Problem statement:
Report the tally of lines featuring the word "Duration" in the entries below, without anything else.

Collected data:
□ □ □ □

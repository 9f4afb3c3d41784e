//! Session runner
//!
//! Owns the coordinator for one process lifetime and carries the session
//! context from one command to the next.

use std::path::PathBuf;
use std::sync::Arc;

use anyhow::{anyhow, Result};
use jeeves_agents::TimerAgent;
use jeeves_core::{
    AgentContext, AgentInput, Coordinator, InputSource, JsonFileStore, MemoryStore, SessionStore,
};
use tokio::io::{AsyncBufReadExt, AsyncWriteExt, BufReader};
use tokio::sync::Mutex;
use tracing::{error, info, warn};

use crate::config::AppConfig;

pub struct App {
    coordinator: Coordinator,
    context: Mutex<AgentContext>,
}

impl App {
    /// Build the coordinator, register the built-in agents, apply the
    /// configured personality, and load the session context.
    pub async fn start(config: AppConfig, session: Option<PathBuf>) -> Result<Self> {
        let store: Arc<dyn SessionStore> = match session {
            Some(path) => {
                info!(path = %path.display(), "Using session file");
                Arc::new(JsonFileStore::new(path))
            }
            None => Arc::new(MemoryStore::new()),
        };

        let coordinator = Coordinator::new(config.coordinator, store);
        coordinator.register(Arc::new(TimerAgent::new())).await;

        let report = coordinator.set_personality(&config.personality).await;
        for name in report.failed() {
            warn!(agent = %name, "Personality not applied");
        }

        let context = match coordinator.load_context().await {
            Ok(context) => context,
            Err(e) => {
                error!(error = %e, "Failed to load session context");
                coordinator.shutdown().await;
                return Err(anyhow!(e.user_message()));
            }
        };
        info!(
            session_id = %context.cold.session_id,
            "Jeeves v{} ready",
            env!("CARGO_PKG_VERSION")
        );

        Ok(Self {
            coordinator,
            context: Mutex::new(context),
        })
    }

    /// Dispatch one input and return the text to show the user
    pub async fn handle(&self, source: InputSource, data: &str) -> String {
        let mut context = self.context.lock().await;
        let outcome = self
            .coordinator
            .process(AgentInput::new(source, data), context.clone())
            .await;
        *context = outcome.context;
        outcome.response.display_text()
    }

    /// Dispatch one input and print the response
    pub async fn send(&self, source: InputSource, data: &str) -> Result<()> {
        println!("{}", self.handle(source, data).await);
        Ok(())
    }

    /// Read commands from stdin until EOF or `quit`
    pub async fn repl(&self) -> Result<()> {
        let mut lines = BufReader::new(tokio::io::stdin()).lines();
        let mut stdout = tokio::io::stdout();

        loop {
            stdout.write_all(b"> ").await?;
            stdout.flush().await?;

            let Some(line) = lines.next_line().await? else {
                break;
            };
            let line = line.trim();
            if line.is_empty() {
                continue;
            }
            if matches!(line, "quit" | "exit") {
                break;
            }

            let reply = self.handle(InputSource::Text, line).await;
            stdout.write_all(format!("{}\n", reply).as_bytes()).await?;
        }
        Ok(())
    }

    pub async fn shutdown(&self) {
        self.coordinator.shutdown().await;
    }
}
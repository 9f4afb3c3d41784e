use std::sync::Arc;
use std::time::Duration;

use futures::future::join_all;
use tracing::{debug, warn};

use crate::agent::{AgentAction, AgentInput};
use crate::context::AgentContext;
use crate::registry::AgentRegistry;
use crate::store::SessionStore;

/// Executes the actions attached to a chosen response.
///
/// `UpdateContext` actions are applied to the context in list order.
/// `TriggerAgent` actions run concurrently, each against the context as it
/// stood when the action was reached, and their responses are discarded.
pub struct ActionProcessor {
    registry: Arc<AgentRegistry>,
    store: Arc<dyn SessionStore>,
    agent_timeout: Duration,
    max_trigger_depth: u32,
}

impl ActionProcessor {
    /// Create a processor
    pub fn new(
        registry: Arc<AgentRegistry>,
        store: Arc<dyn SessionStore>,
        agent_timeout: Duration,
        max_trigger_depth: u32,
    ) -> Self {
        Self {
            registry,
            store,
            agent_timeout,
            max_trigger_depth,
        }
    }

    /// Apply `actions` and save the result exactly once.
    ///
    /// A failed save is logged; the updated context is returned either way.
    pub async fn process(
        &self,
        actions: &[AgentAction],
        context: AgentContext,
        depth: u32,
    ) -> AgentContext {
        let updated = self.apply(actions, context, depth).await;

        if let Err(e) = self.store.save(&updated).await {
            warn!(
                session_id = %updated.cold.session_id,
                error = %e,
                "Failed to save context"
            );
        }
        updated
    }

    /// Apply `actions` without persisting. Waits for every trigger to finish.
    ///
    /// `depth` is the trigger depth of the input that produced the actions.
    pub async fn apply(
        &self,
        actions: &[AgentAction],
        context: AgentContext,
        depth: u32,
    ) -> AgentContext {
        let mut updated = context;
        let mut triggers = Vec::new();

        for action in actions {
            match action {
                AgentAction::UpdateContext { key, value } => {
                    if updated.apply_update(key, value) {
                        debug!(key = %key, value = %value, "Updated context");
                    } else {
                        debug!(key = %key, value = %value, "Ignored context update");
                    }
                }
                AgentAction::TriggerAgent {
                    agent_name,
                    command,
                } => {
                    triggers.push(self.trigger(agent_name, command, updated.clone(), depth));
                }
            }
        }

        join_all(triggers).await;
        updated
    }

    async fn trigger(&self, agent_name: &str, command: &str, context: AgentContext, depth: u32) {
        let next_depth = depth.saturating_add(1);
        if next_depth > self.max_trigger_depth {
            warn!(
                agent = %agent_name,
                depth = next_depth,
                max_depth = self.max_trigger_depth,
                "Trigger depth limit reached, skipping"
            );
            return;
        }

        let Some(agent) = self.registry.get(agent_name).await else {
            warn!(agent = %agent_name, "Trigger target not found, skipping");
            return;
        };
        if !agent.is_available() {
            warn!(agent = %agent_name, "Trigger target not available, skipping");
            return;
        }

        let input = AgentInput::triggered(command, next_depth);
        match tokio::time::timeout(self.agent_timeout, agent.handle(&input, &context)).await {
            Ok(response) => debug!(
                agent = %agent_name,
                command = %command,
                success = response.success,
                "Triggered agent finished"
            ),
            Err(_) => warn!(
                agent = %agent_name,
                command = %command,
                "Triggered agent timed out"
            ),
        }
    }
}
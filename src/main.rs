//! Jeeves - focus coach
//!
//! CLI entry point: routes typed commands through the agent coordinator.

#![forbid(unsafe_code)]

use anyhow::Result;
use clap::Parser;
use tracing_subscriber::{layer::SubscriberExt, util::SubscriberInitExt};

mod cli;
mod config;
mod loader;
mod repl;

#[tokio::main]
async fn main() -> Result<()> {
    let _ = dotenvy::dotenv();

    tracing_subscriber::registry()
        .with(
            tracing_subscriber::EnvFilter::try_from_default_env()
                .unwrap_or_else(|_| "jeeves=info,jeeves_core=info,jeeves_agents=info".into()),
        )
        .with(tracing_subscriber::fmt::layer().with_writer(std::io::stderr))
        .init();

    let cli = cli::Cli::parse();
    cli::run(cli).await
}
//! Command matching
//!
//! Maps a raw command string against an agent's declared patterns.

use crate::agent::CommandPattern;
use tracing::debug;

/// Check a command against a single pattern (case-insensitive).
///
/// - wildcard: the command starts with the verb
/// - verb + noun: the command contains both, in any order
/// - verb only: the command contains the verb
#[must_use]
pub fn matches(command: &str, pattern: &CommandPattern) -> bool {
    let command = command.to_lowercase();
    let verb = pattern.verb.to_lowercase();

    if pattern.wildcard {
        return command.starts_with(&verb);
    }

    match &pattern.noun {
        Some(noun) => command.contains(&verb) && command.contains(&noun.to_lowercase()),
        None => command.contains(&verb),
    }
}

/// Whether any of the patterns matches the command
#[must_use]
pub fn supports(command: &str, patterns: &[CommandPattern]) -> bool {
    match patterns.iter().find(|pattern| matches(command, pattern)) {
        Some(pattern) => {
            debug!(
                command = %command,
                verb = %pattern.verb,
                noun = ?pattern.noun,
                wildcard = pattern.wildcard,
                "Command matched"
            );
            true
        }
        None => {
            debug!(command = %command, "No pattern matched");
            false
        }
    }
}
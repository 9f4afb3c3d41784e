//! Session storage backends
//!
//! The coordinator only needs to load and save one opaque context. Two
//! backends are provided:
//! - `MemoryStore` keeps the context in process (tests, throwaway sessions)
//! - `JsonFileStore` persists it as a JSON document on disk

use crate::context::AgentContext;
use crate::error::StorageError;
use async_trait::async_trait;
use std::path::{Path, PathBuf};
use tokio::sync::RwLock;
use tracing::{debug, info};

/// Storage result type
pub type StorageResult<T> = std::result::Result<T, StorageError>;

/// Session store trait for abstracting storage backends
#[async_trait]
pub trait SessionStore: Send + Sync {
    /// Load the current context. An empty store yields a fresh default context.
    async fn load(&self) -> StorageResult<AgentContext>;

    /// Persist the context
    async fn save(&self, context: &AgentContext) -> StorageResult<()>;
}

/// In-memory session store
#[derive(Debug, Default)]
pub struct MemoryStore {
    context: RwLock<Option<AgentContext>>,
}

impl MemoryStore {
    /// Create an empty store
    #[must_use]
    pub fn new() -> Self {
        Self::default()
    }

    /// Create a store pre-seeded with a context
    #[must_use]
    pub fn with_context(context: AgentContext) -> Self {
        Self {
            context: RwLock::new(Some(context)),
        }
    }

    /// Last saved context, if any
    pub async fn snapshot(&self) -> Option<AgentContext> {
        self.context.read().await.clone()
    }
}

#[async_trait]
impl SessionStore for MemoryStore {
    async fn load(&self) -> StorageResult<AgentContext> {
        Ok(self.context.read().await.clone().unwrap_or_default())
    }

    async fn save(&self, context: &AgentContext) -> StorageResult<()> {
        *self.context.write().await = Some(context.clone());
        debug!(session_id = %context.cold.session_id, "Session saved in memory");
        Ok(())
    }
}

/// JSON file backed session store
#[derive(Debug, Clone)]
pub struct JsonFileStore {
    path: PathBuf,
}

impl JsonFileStore {
    /// Create a store writing to `path`
    #[must_use]
    pub fn new(path: impl Into<PathBuf>) -> Self {
        Self { path: path.into() }
    }

    /// Backing file
    #[must_use]
    pub fn path(&self) -> &Path {
        &self.path
    }

    fn temp_path(&self) -> PathBuf {
        let mut name = self
            .path
            .file_name()
            .map(|n| n.to_os_string())
            .unwrap_or_else(|| "session".into());
        name.push(".tmp");
        self.path.with_file_name(name)
    }
}

#[async_trait]
impl SessionStore for JsonFileStore {
    async fn load(&self) -> StorageResult<AgentContext> {
        let bytes = match tokio::fs::read(&self.path).await {
            Ok(bytes) => bytes,
            Err(e) if e.kind() == std::io::ErrorKind::NotFound => {
                info!(path = %self.path.display(), "No saved session, starting fresh");
                return Ok(AgentContext::default());
            }
            Err(e) => return Err(e.into()),
        };
        let context: AgentContext = serde_json::from_slice(&bytes)?;
        debug!(
            path = %self.path.display(),
            tasks = context.warm.tasks.len(),
            "Loaded session"
        );
        Ok(context)
    }

    async fn save(&self, context: &AgentContext) -> StorageResult<()> {
        if let Some(parent) = self.path.parent().filter(|p| !p.as_os_str().is_empty()) {
            tokio::fs::create_dir_all(parent).await?;
        }
        let json = serde_json::to_vec_pretty(context)?;

        // Write-then-rename so a crash never leaves a truncated session file
        let tmp = self.temp_path();
        tokio::fs::write(&tmp, json).await?;
        tokio::fs::rename(&tmp, &self.path).await?;

        debug!(
            path = %self.path.display(),
            session_id = %context.cold.session_id,
            "Session saved"
        );
        Ok(())
    }
}
//! Jeeves Core - Agent Coordination Engine
//!
//! This crate routes a single user input (text, audio, or UI event) to the
//! registered agents and returns one response:
//! - Agent: the contract every handler implements
//! - Matcher: command pattern matching
//! - Registry: agent lifecycle, state observation, candidate selection
//! - Coordinator: priority-ordered dispatch with per-agent timeouts, the
//!   post-response action pipeline, and personality broadcast
//! - Store: session context persistence
//! - EventBus: observation channel for registry and dispatch events

#![forbid(unsafe_code)]
#![warn(missing_docs)]

pub mod agent;
pub mod context;
pub mod coordinator;
pub mod error;
pub mod event_bus;
pub mod matcher;
pub mod registry;
pub mod store;

#[cfg(any(test, feature = "testing"))]
pub mod testing;

pub use agent::{
    Agent, AgentAction, AgentConfiguration, AgentError, AgentInput, AgentResponse, AgentState,
    Capability, CoachPersonality, CommandPattern, InputSource, Tone, Verdict, NO_AGENT_CODE,
};
pub use context::{AgentContext, ColdContext, ContextKey, CycleSummary, HotContext, TaskItem, WarmContext};
pub use coordinator::{
    ActionProcessor, ConfigureOutcome, ConfigureReport, Coordinator, CoordinatorConfig,
    DispatchOutcome, TimeoutPolicy,
};
pub use error::{Error, Result, StorageError};
pub use event_bus::{CoordinatorEvent, EventBus};
pub use registry::AgentRegistry;
pub use store::{JsonFileStore, MemoryStore, SessionStore, StorageResult};
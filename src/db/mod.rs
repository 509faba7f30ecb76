//! Postgres backing for the job store.

use std::time::Duration;

use sqlx::{postgres::PgPoolOptions, PgPool};

pub mod queries;

/// Connections kept for the API handlers on top of one per worker.
const API_CONNECTIONS: u32 = 4;

/// Open a pool sized for `workers` concurrent jobs plus request traffic.
pub async fn init_pool(database_url: &str, workers: usize) -> Result<PgPool, sqlx::Error> {
    let workers = u32::try_from(workers).unwrap_or(u32::MAX);
    PgPoolOptions::new()
        .max_connections(workers.saturating_add(API_CONNECTIONS))
        .min_connections(1)
        .acquire_timeout(Duration::from_secs(10))
        .idle_timeout(Duration::from_secs(600))
        .connect(database_url)
        .await
}

/// Apply pending migrations for the `generation_jobs` table.
pub async fn run_migrations(pool: &PgPool) -> Result<(), sqlx::migrate::MigrateError> {
    sqlx::migrate!("./migrations").run(pool).await
}
//! Standalone worker for split deployments.
//!
//! Pulls tasks from the shared Redis queue and records progress in Postgres,
//! so any number of these can run next to API servers started with
//! `EMBEDDED_WORKER=false`.

use meshgen_api::{
    app_state::AppState,
    config::AppConfig,
    services::worker::{WorkerPool, WorkerSettings},
};
use tracing_subscriber::EnvFilter;

#[tokio::main]
async fn main() {
    // Initialize structured logging
    tracing_subscriber::fmt()
        .with_env_filter(
            EnvFilter::try_from_default_env().unwrap_or_else(|_| EnvFilter::new("info")),
        )
        .json()
        .init();

    tracing::info!("Starting generation worker");

    let config = AppConfig::from_env().expect("Failed to load configuration");

    if !AppState::is_distributed(&config) {
        tracing::error!(
            "Standalone workers need DATABASE_URL and REDIS_URL; in-memory state is not shared between processes"
        );
        std::process::exit(1);
    }

    let state = AppState::from_config(&config)
        .await
        .expect("Failed to initialize worker state");

    let pool = WorkerPool::spawn(state, WorkerSettings::from_config(&config));

    if let Err(e) = tokio::signal::ctrl_c().await {
        tracing::error!(error = %e, "Failed to listen for shutdown signal");
    }

    tracing::info!("Shutdown signal received, finishing in-flight jobs");
    pool.shutdown().await;
}
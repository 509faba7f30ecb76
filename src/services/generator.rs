//! Boundary to the image-to-3D model.
//!
//! The worker only talks to [`GenerationAdapter`]. Two implementations ship
//! with the service: [`LocalGenerator`], a self-contained placeholder, and
//! [`RemoteGenerator`], which forwards mesh generation to an inference server.

use std::io::Cursor;
use std::time::Duration;

use async_trait::async_trait;
use base64::Engine;
use image::{ImageFormat, Rgba, RgbaImage};
use reqwest::Client;
use serde::Deserialize;

use crate::services::storage::{ObjectStore, StorageError};

/// MIME type of binary glTF.
pub const GLB_CONTENT_TYPE: &str = "model/gltf-binary";

/// A generated model ready to be persisted.
#[derive(Debug, Clone, PartialEq)]
pub struct Mesh {
    pub data: Vec<u8>,
    pub content_type: &'static str,
}

impl Mesh {
    pub fn glb(data: Vec<u8>) -> Self {
        Self {
            data,
            content_type: GLB_CONTENT_TYPE,
        }
    }
}

#[async_trait]
pub trait GenerationAdapter: Send + Sync {
    fn name(&self) -> &str;

    /// Return the image with its background made transparent, PNG-encoded.
    async fn remove_background(&self, image: Vec<u8>) -> Result<Vec<u8>, GenerationError>;

    async fn generate_mesh(&self, prompt: &str, images: Vec<Vec<u8>>) -> Result<Mesh, GenerationError>;

    async fn save(&self, mesh: &Mesh, store: &dyn ObjectStore, key: &str) -> Result<(), GenerationError> {
        store.upload(key, &mesh.data, mesh.content_type).await?;
        Ok(())
    }
}

/// Per-channel distance under which a pixel counts as background.
const BACKGROUND_TOLERANCE: i32 = 24;

/// Placeholder model that runs entirely in-process.
///
/// Background removal keys out the border colour; mesh generation emits a
/// single-triangle GLB tagged with the prompt.
#[derive(Debug, Default, Clone)]
pub struct LocalGenerator;

impl LocalGenerator {
    pub fn new() -> Self {
        Self
    }
}

#[async_trait]
impl GenerationAdapter for LocalGenerator {
    fn name(&self) -> &str {
        "local"
    }

    async fn remove_background(&self, image: Vec<u8>) -> Result<Vec<u8>, GenerationError> {
        tokio::task::spawn_blocking(move || key_out_background(&image)).await?
    }

    async fn generate_mesh(&self, prompt: &str, images: Vec<Vec<u8>>) -> Result<Mesh, GenerationError> {
        if images.is_empty() {
            return Err(GenerationError::NoInput);
        }
        let prompt = prompt.to_string();
        let data =
            tokio::task::spawn_blocking(move || placeholder_glb(&prompt, images.len())).await??;
        Ok(Mesh::glb(data))
    }
}

/// Make every pixel close to the averaged corner colour transparent.
fn key_out_background(bytes: &[u8]) -> Result<Vec<u8>, GenerationError> {
    let mut img: RgbaImage = image::load_from_memory(bytes)?.to_rgba8();
    let (width, height) = img.dimensions();
    if width == 0 || height == 0 {
        return Err(GenerationError::InvalidImage("image has no pixels".to_string()));
    }

    let corners = [
        *img.get_pixel(0, 0),
        *img.get_pixel(width - 1, 0),
        *img.get_pixel(0, height - 1),
        *img.get_pixel(width - 1, height - 1),
    ];
    let mut background = [0i32; 3];
    for corner in &corners {
        for (sum, channel) in background.iter_mut().zip(corner.0.iter()) {
            *sum += i32::from(*channel);
        }
    }
    let background = background.map(|sum| sum / corners.len() as i32);

    for pixel in img.pixels_mut() {
        let Rgba([r, g, b, _]) = *pixel;
        let close = [r, g, b]
            .iter()
            .zip(background.iter())
            .all(|(channel, bg)| (i32::from(*channel) - bg).abs() <= BACKGROUND_TOLERANCE);
        if close {
            pixel.0[3] = 0;
        }
    }

    let mut out = Vec::new();
    img.write_to(&mut Cursor::new(&mut out), ImageFormat::Png)?;
    Ok(out)
}

/// Build a minimal glTF 2.0 binary holding one triangle.
fn placeholder_glb(prompt: &str, source_images: usize) -> Result<Vec<u8>, GenerationError> {
    let vertices: [f32; 9] = [-1.0, 0.0, 0.0, 1.0, 0.0, 0.0, 0.0, 1.0, 0.0];
    let indices: [u16; 3] = [0, 1, 2];

    let mut bin = Vec::with_capacity(44);
    for v in vertices {
        bin.extend_from_slice(&v.to_le_bytes());
    }
    for i in indices {
        bin.extend_from_slice(&i.to_le_bytes());
    }
    pad_to_four(&mut bin, 0);

    let document = serde_json::json!({
        "asset": {
            "version": "2.0",
            "generator": concat!("meshgen-api ", env!("CARGO_PKG_VERSION")),
            "extras": { "prompt": prompt, "source_images": source_images }
        },
        "scene": 0,
        "scenes": [{ "nodes": [0] }],
        "nodes": [{ "mesh": 0 }],
        "meshes": [{ "primitives": [{ "attributes": { "POSITION": 0 }, "indices": 1 }] }],
        "accessors": [
            {
                "bufferView": 0, "componentType": 5126, "count": 3, "type": "VEC3",
                "max": [1.0, 1.0, 0.0], "min": [-1.0, 0.0, 0.0]
            },
            { "bufferView": 1, "componentType": 5123, "count": 3, "type": "SCALAR", "max": [2], "min": [0] }
        ],
        "bufferViews": [
            { "buffer": 0, "byteOffset": 0, "byteLength": 36, "target": 34962 },
            { "buffer": 0, "byteOffset": 36, "byteLength": 6, "target": 34963 }
        ],
        "buffers": [{ "byteLength": bin.len() }]
    });
    let mut json = serde_json::to_vec(&document)?;
    pad_to_four(&mut json, b' ');

    // 12-byte header, then two chunks each with an 8-byte header
    let total = 12 + 8 + json.len() + 8 + bin.len();
    let mut glb = Vec::with_capacity(total);
    glb.extend_from_slice(b"glTF");
    glb.extend_from_slice(&2u32.to_le_bytes());
    glb.extend_from_slice(&(total as u32).to_le_bytes());
    glb.extend_from_slice(&(json.len() as u32).to_le_bytes());
    glb.extend_from_slice(b"JSON");
    glb.extend_from_slice(&json);
    glb.extend_from_slice(&(bin.len() as u32).to_le_bytes());
    glb.extend_from_slice(b"BIN\0");
    glb.extend_from_slice(&bin);
    Ok(glb)
}

fn pad_to_four(buf: &mut Vec<u8>, fill: u8) {
    let padded = (buf.len() + 3) & !3;
    buf.resize(padded, fill);
}

/// Client for an external inference server.
///
/// Speaks `POST {base_url}/generate` with `{"image": <base64>, "prompt": ...}`
/// and expects `{"glb_base64": ...}` back. The server takes a single image,
/// so only the first processed input is sent. Background removal stays local.
pub struct RemoteGenerator {
    http: Client,
    base_url: String,
    local: LocalGenerator,
}

#[derive(Deserialize)]
struct RemoteResponse {
    #[serde(default)]
    glb_base64: Option<String>,
    #[serde(default)]
    error: Option<String>,
}

impl RemoteGenerator {
    pub fn new(base_url: &str, timeout: Option<Duration>) -> Result<Self, GenerationError> {
        let mut builder = Client::builder();
        if let Some(timeout) = timeout {
            builder = builder.timeout(timeout);
        }
        Ok(Self {
            http: builder.build()?,
            base_url: base_url.trim_end_matches('/').to_string(),
            local: LocalGenerator::new(),
        })
    }
}

#[async_trait]
impl GenerationAdapter for RemoteGenerator {
    fn name(&self) -> &str {
        "remote"
    }

    async fn remove_background(&self, image: Vec<u8>) -> Result<Vec<u8>, GenerationError> {
        self.local.remove_background(image).await
    }

    async fn generate_mesh(&self, prompt: &str, images: Vec<Vec<u8>>) -> Result<Mesh, GenerationError> {
        let first = images.first().ok_or(GenerationError::NoInput)?;
        if images.len() > 1 {
            tracing::debug!(
                ignored = images.len() - 1,
                "Remote generator accepts one image, sending the first"
            );
        }

        let engine = base64::engine::general_purpose::STANDARD;
        let body = serde_json::json!({
            "image": engine.encode(first),
            "prompt": prompt,
        });

        let response = self
            .http
            .post(format!("{}/generate", self.base_url))
            .json(&body)
            .send()
            .await?;
        let status = response.status();
        let payload: RemoteResponse = response.json().await?;

        if !status.is_success() {
            return Err(GenerationError::Remote {
                status: status.as_u16(),
                message: payload.error.unwrap_or_else(|| "no error message".to_string()),
            });
        }

        let encoded = payload.glb_base64.ok_or_else(|| GenerationError::Remote {
            status: status.as_u16(),
            message: payload
                .error
                .unwrap_or_else(|| "response carried no model".to_string()),
        })?;
        let data = engine
            .decode(encoded)
            .map_err(|e| GenerationError::InvalidOutput(e.to_string()))?;
        Ok(Mesh::glb(data))
    }
}

#[derive(Debug, thiserror::Error)]
pub enum GenerationError {
    #[error("No input images to generate from")]
    NoInput,

    #[error("Invalid image: {0}")]
    InvalidImage(String),

    #[error("Image processing failed: {0}")]
    Image(#[from] image::ImageError),

    #[error("Failed to encode model: {0}")]
    Encode(#[from] serde_json::Error),

    #[error("Generator request failed: {0}")]
    Http(#[from] reqwest::Error),

    #[error("Generator returned {status}: {message}")]
    Remote { status: u16, message: String },

    #[error("Generator returned an unreadable model: {0}")]
    InvalidOutput(String),

    #[error("Failed to store model: {0}")]
    Storage(#[from] StorageError),

    #[error("Generation task aborted: {0}")]
    Join(#[from] tokio::task::JoinError),
}

#[cfg(test)]
mod tests {
    use super::*;
    use image::ImageBuffer;

    fn red_square_on_white() -> Vec<u8> {
        let img: RgbaImage = ImageBuffer::from_fn(32, 32, |x, y| {
            if (8..24).contains(&x) && (8..24).contains(&y) {
                Rgba([200, 20, 20, 255])
            } else {
                Rgba([250, 250, 250, 255])
            }
        });
        let mut out = Vec::new();
        img.write_to(&mut Cursor::new(&mut out), ImageFormat::Png).unwrap();
        out
    }

    #[tokio::test]
    async fn test_background_becomes_transparent() {
        let processed = LocalGenerator::new()
            .remove_background(red_square_on_white())
            .await
            .unwrap();

        let img = image::load_from_memory(&processed).unwrap().to_rgba8();
        assert_eq!(img.dimensions(), (32, 32));
        assert_eq!(img.get_pixel(0, 0).0[3], 0);
        assert_eq!(img.get_pixel(31, 31).0[3], 0);
        assert_eq!(img.get_pixel(16, 16).0, [200, 20, 20, 255]);
    }

    #[tokio::test]
    async fn test_rejects_non_image_bytes() {
        let err = LocalGenerator::new()
            .remove_background(b"not an image".to_vec())
            .await
            .unwrap_err();
        assert!(matches!(err, GenerationError::Image(_)));
    }

    #[tokio::test]
    async fn test_placeholder_glb_layout() {
        let mesh = LocalGenerator::new()
            .generate_mesh("a red chair", vec![red_square_on_white()])
            .await
            .unwrap();
        assert_eq!(mesh.content_type, GLB_CONTENT_TYPE);

        let data = &mesh.data;
        assert_eq!(&data[0..4], b"glTF");
        assert_eq!(u32::from_le_bytes(data[4..8].try_into().unwrap()), 2);
        assert_eq!(u32::from_le_bytes(data[8..12].try_into().unwrap()) as usize, data.len());
        assert_eq!(data.len() % 4, 0);

        let json_len = u32::from_le_bytes(data[12..16].try_into().unwrap()) as usize;
        assert_eq!(&data[16..20], b"JSON");
        let document: serde_json::Value = serde_json::from_slice(&data[20..20 + json_len]).unwrap();
        assert_eq!(document["asset"]["version"], "2.0");
        assert_eq!(document["asset"]["extras"]["prompt"], "a red chair");
        assert_eq!(document["buffers"][0]["byteLength"], 44);
    }

    #[tokio::test]
    async fn test_mesh_needs_an_image() {
        let err = LocalGenerator::new().generate_mesh("x", vec![]).await.unwrap_err();
        assert!(matches!(err, GenerationError::NoInput));
    }
}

□ □ □ □

Reply to the exercise:
8